[Stored items]
+-------+
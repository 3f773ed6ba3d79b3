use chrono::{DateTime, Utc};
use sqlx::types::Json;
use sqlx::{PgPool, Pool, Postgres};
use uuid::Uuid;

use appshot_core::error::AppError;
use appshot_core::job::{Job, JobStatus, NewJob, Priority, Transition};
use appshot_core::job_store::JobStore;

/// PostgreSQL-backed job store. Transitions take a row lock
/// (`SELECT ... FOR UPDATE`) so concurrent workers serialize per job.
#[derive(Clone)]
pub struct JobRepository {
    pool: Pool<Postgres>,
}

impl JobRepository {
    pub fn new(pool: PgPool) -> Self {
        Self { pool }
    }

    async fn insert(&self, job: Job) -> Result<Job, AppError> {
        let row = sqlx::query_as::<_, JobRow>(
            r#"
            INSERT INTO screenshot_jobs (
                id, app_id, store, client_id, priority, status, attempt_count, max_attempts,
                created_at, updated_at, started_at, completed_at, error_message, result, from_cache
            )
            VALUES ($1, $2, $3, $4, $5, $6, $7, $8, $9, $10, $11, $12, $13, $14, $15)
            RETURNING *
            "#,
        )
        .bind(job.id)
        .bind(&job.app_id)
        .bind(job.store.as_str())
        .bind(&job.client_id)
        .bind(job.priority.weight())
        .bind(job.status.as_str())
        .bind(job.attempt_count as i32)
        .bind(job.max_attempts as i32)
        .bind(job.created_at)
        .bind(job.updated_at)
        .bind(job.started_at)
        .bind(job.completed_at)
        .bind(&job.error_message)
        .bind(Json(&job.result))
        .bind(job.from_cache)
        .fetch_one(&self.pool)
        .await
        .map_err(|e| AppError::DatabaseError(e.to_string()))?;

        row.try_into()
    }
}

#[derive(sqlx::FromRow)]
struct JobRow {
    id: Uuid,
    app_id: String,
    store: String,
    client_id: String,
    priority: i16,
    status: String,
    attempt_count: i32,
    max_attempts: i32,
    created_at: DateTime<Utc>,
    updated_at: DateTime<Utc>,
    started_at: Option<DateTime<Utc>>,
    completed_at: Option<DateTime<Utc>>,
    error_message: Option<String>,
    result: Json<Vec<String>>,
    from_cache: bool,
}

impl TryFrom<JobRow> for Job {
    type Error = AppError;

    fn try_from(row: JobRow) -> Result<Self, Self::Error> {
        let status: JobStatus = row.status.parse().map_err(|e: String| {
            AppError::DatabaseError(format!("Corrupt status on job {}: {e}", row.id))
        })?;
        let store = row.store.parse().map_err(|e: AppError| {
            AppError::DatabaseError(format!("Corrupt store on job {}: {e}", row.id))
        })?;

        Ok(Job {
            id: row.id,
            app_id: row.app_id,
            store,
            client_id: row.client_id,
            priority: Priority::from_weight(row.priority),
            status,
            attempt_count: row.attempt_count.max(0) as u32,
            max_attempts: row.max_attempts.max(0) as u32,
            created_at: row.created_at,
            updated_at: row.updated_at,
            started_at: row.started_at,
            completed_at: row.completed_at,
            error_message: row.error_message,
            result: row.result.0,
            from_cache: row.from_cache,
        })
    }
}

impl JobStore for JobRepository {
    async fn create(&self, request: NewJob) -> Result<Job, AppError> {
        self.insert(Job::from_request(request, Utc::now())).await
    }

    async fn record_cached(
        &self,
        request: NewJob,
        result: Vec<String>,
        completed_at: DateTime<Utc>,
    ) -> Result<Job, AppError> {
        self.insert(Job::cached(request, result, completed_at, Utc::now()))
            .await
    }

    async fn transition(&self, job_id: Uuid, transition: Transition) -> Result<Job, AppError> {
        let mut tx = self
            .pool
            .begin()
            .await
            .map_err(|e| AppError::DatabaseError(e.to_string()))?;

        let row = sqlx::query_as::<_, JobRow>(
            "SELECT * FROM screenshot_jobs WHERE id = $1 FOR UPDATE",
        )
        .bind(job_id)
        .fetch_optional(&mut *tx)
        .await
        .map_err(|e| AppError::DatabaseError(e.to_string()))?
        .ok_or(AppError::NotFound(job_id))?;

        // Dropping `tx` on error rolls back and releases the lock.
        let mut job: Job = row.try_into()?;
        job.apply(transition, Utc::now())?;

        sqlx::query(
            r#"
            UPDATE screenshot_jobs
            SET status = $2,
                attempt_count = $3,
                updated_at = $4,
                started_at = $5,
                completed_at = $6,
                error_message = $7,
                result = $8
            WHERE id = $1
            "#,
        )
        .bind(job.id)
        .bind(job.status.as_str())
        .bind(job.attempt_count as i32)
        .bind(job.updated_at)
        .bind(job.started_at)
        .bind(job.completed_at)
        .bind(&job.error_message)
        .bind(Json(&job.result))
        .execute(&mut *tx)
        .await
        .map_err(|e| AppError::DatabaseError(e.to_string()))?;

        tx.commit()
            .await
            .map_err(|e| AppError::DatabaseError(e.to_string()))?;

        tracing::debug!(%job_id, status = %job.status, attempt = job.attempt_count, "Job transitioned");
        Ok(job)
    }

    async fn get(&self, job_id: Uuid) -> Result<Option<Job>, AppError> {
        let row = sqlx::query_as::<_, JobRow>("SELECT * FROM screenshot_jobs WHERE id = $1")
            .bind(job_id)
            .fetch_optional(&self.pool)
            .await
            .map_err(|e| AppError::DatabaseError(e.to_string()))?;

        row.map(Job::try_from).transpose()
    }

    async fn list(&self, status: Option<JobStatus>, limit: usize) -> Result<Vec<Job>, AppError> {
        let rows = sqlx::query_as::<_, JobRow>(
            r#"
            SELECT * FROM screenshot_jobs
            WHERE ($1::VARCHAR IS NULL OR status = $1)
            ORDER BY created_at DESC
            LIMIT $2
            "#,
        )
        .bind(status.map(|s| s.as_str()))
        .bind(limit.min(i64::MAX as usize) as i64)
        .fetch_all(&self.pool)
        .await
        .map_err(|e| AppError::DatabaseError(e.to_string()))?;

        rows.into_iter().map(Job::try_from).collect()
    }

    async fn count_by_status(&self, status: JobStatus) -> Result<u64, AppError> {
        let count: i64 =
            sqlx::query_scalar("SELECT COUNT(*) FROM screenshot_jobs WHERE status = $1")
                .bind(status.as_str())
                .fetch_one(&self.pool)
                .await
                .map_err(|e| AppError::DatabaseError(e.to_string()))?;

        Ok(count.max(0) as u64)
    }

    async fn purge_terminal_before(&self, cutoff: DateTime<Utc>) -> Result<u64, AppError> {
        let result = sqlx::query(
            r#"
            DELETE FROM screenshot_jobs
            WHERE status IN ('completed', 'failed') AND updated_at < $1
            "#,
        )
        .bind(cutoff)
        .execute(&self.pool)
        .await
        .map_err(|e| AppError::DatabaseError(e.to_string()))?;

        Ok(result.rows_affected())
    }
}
+-------+
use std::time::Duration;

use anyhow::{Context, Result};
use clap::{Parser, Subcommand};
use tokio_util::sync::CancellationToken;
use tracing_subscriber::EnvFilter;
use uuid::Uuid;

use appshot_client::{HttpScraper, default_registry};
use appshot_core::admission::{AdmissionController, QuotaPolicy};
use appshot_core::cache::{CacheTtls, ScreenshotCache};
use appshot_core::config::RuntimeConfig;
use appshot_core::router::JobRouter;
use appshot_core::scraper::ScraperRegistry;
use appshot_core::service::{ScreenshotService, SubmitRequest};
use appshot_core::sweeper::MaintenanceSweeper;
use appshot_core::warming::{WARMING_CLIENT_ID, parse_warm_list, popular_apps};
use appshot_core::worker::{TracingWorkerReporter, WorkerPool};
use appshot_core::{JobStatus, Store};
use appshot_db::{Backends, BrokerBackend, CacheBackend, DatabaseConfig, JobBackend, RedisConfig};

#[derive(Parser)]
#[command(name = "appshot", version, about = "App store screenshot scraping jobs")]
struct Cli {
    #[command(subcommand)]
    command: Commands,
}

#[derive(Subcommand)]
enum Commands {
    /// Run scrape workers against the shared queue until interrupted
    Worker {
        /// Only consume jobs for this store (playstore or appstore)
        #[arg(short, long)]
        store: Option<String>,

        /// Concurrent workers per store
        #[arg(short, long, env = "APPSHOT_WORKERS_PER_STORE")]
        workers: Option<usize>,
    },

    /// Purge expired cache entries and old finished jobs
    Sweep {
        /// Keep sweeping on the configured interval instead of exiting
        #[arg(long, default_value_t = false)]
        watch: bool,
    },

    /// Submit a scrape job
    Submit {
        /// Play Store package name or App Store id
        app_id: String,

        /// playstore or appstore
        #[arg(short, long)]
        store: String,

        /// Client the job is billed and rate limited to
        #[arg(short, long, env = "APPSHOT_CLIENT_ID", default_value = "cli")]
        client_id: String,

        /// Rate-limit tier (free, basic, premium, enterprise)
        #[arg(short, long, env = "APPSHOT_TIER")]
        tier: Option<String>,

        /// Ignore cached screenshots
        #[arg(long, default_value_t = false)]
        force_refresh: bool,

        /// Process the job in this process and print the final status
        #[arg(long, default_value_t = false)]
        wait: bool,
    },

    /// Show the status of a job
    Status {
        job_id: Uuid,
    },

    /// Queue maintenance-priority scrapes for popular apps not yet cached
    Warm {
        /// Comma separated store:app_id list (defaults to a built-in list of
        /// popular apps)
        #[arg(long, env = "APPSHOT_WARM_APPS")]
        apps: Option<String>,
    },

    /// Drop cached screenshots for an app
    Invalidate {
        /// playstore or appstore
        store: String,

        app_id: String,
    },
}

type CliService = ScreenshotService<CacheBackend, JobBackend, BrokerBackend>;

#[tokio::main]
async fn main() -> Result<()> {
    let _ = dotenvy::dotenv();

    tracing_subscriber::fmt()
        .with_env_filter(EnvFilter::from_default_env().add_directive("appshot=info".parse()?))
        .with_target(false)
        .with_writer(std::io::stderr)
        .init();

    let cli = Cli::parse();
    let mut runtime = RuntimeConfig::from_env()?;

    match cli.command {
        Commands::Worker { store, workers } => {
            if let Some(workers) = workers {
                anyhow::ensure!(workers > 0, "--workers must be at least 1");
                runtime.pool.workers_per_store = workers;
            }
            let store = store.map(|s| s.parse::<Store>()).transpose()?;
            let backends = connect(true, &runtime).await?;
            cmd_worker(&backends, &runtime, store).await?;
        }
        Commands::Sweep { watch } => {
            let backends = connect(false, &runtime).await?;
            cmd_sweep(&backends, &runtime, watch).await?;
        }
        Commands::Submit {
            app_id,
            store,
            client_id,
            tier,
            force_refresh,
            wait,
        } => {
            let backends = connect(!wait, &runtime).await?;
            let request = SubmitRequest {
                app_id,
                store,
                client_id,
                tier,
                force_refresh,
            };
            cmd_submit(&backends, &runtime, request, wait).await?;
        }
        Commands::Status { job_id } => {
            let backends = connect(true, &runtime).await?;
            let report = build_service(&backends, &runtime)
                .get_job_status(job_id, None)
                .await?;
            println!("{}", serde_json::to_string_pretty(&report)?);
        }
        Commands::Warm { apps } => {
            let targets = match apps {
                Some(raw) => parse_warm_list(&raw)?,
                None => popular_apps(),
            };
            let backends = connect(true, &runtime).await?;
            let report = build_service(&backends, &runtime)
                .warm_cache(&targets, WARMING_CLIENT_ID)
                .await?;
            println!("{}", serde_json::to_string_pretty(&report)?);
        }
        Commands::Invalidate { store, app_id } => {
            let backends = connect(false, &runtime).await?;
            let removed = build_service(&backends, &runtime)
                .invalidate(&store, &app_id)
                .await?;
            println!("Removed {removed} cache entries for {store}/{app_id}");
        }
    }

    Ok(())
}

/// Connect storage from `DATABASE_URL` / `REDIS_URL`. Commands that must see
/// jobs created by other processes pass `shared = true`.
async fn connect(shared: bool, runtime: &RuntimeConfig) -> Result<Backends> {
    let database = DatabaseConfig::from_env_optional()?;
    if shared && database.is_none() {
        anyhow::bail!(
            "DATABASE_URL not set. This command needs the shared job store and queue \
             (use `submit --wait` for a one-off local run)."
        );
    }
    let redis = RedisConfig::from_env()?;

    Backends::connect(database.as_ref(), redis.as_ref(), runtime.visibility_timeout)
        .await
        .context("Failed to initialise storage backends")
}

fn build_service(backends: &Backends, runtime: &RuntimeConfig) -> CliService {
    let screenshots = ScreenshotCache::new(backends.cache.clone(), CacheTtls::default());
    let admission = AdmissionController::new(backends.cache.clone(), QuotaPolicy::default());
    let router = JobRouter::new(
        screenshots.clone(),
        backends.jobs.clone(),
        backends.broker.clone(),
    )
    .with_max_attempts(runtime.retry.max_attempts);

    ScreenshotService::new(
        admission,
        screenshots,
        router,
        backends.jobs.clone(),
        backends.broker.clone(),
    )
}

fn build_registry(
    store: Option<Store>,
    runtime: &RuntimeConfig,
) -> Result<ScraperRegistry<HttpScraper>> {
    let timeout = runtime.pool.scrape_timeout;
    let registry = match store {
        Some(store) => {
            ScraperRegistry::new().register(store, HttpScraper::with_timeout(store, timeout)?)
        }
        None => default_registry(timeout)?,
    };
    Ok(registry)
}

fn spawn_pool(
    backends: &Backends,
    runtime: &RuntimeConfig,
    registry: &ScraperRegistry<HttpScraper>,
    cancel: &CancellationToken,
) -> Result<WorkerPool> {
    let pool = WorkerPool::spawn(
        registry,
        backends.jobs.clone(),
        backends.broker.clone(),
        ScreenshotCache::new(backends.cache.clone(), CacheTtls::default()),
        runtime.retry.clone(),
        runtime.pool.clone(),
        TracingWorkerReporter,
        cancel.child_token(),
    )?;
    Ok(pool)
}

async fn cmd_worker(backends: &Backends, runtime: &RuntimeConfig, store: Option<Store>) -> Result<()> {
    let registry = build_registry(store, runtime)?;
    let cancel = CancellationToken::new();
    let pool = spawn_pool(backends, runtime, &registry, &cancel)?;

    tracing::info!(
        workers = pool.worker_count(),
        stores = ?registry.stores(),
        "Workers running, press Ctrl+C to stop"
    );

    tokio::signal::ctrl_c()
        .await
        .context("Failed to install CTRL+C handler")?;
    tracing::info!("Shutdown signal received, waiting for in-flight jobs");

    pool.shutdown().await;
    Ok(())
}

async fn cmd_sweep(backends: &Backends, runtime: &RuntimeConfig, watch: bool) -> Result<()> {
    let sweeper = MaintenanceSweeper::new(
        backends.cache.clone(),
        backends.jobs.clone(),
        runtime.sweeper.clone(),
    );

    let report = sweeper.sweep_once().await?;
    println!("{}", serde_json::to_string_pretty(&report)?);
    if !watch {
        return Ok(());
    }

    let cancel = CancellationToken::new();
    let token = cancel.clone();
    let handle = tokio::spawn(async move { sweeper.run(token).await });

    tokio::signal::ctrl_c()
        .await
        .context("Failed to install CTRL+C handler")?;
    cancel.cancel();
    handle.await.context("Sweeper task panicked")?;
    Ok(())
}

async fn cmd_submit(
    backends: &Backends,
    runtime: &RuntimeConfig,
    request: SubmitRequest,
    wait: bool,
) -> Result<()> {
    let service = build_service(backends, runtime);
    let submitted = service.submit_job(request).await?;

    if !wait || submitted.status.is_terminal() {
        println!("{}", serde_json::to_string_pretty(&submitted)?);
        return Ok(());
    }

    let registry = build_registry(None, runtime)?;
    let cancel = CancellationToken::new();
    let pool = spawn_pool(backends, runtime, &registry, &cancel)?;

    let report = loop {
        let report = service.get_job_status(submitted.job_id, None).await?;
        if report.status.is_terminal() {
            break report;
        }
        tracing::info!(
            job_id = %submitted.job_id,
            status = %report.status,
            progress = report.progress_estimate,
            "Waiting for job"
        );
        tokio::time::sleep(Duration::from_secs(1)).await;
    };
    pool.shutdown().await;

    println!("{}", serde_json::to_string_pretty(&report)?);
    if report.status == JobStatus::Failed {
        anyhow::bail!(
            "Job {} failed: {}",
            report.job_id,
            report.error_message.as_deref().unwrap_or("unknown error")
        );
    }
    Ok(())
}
+-------+
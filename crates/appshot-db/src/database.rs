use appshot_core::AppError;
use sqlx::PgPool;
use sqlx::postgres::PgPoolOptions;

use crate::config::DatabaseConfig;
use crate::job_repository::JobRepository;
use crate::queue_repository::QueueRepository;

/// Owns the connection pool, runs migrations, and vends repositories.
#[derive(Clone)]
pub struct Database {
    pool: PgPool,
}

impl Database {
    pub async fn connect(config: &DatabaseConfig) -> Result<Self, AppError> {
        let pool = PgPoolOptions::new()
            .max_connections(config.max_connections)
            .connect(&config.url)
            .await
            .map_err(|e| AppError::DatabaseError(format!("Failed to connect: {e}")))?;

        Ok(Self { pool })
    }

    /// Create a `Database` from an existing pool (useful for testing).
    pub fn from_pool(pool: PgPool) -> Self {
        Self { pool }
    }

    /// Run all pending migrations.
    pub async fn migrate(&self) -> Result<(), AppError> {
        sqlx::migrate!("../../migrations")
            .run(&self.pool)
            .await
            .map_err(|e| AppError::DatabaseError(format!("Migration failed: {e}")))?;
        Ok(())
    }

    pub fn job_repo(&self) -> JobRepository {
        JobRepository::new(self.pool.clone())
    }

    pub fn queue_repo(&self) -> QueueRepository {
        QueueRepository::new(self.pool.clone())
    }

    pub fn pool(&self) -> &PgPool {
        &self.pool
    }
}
+-------+
■ **Task item**
Each line above with the string "shared" in it should be located and copied.

■ **Solution to the problem**
    /// Run scrape workers against the shared queue until interrupted
/// jobs created by other processes pass `shared = true`.
async fn connect(shared: bool, runtime: &RuntimeConfig) -> Result<Backends> {
    if shared && database.is_none() {
            "DATABASE_URL not set. This command needs the shared job store and queue \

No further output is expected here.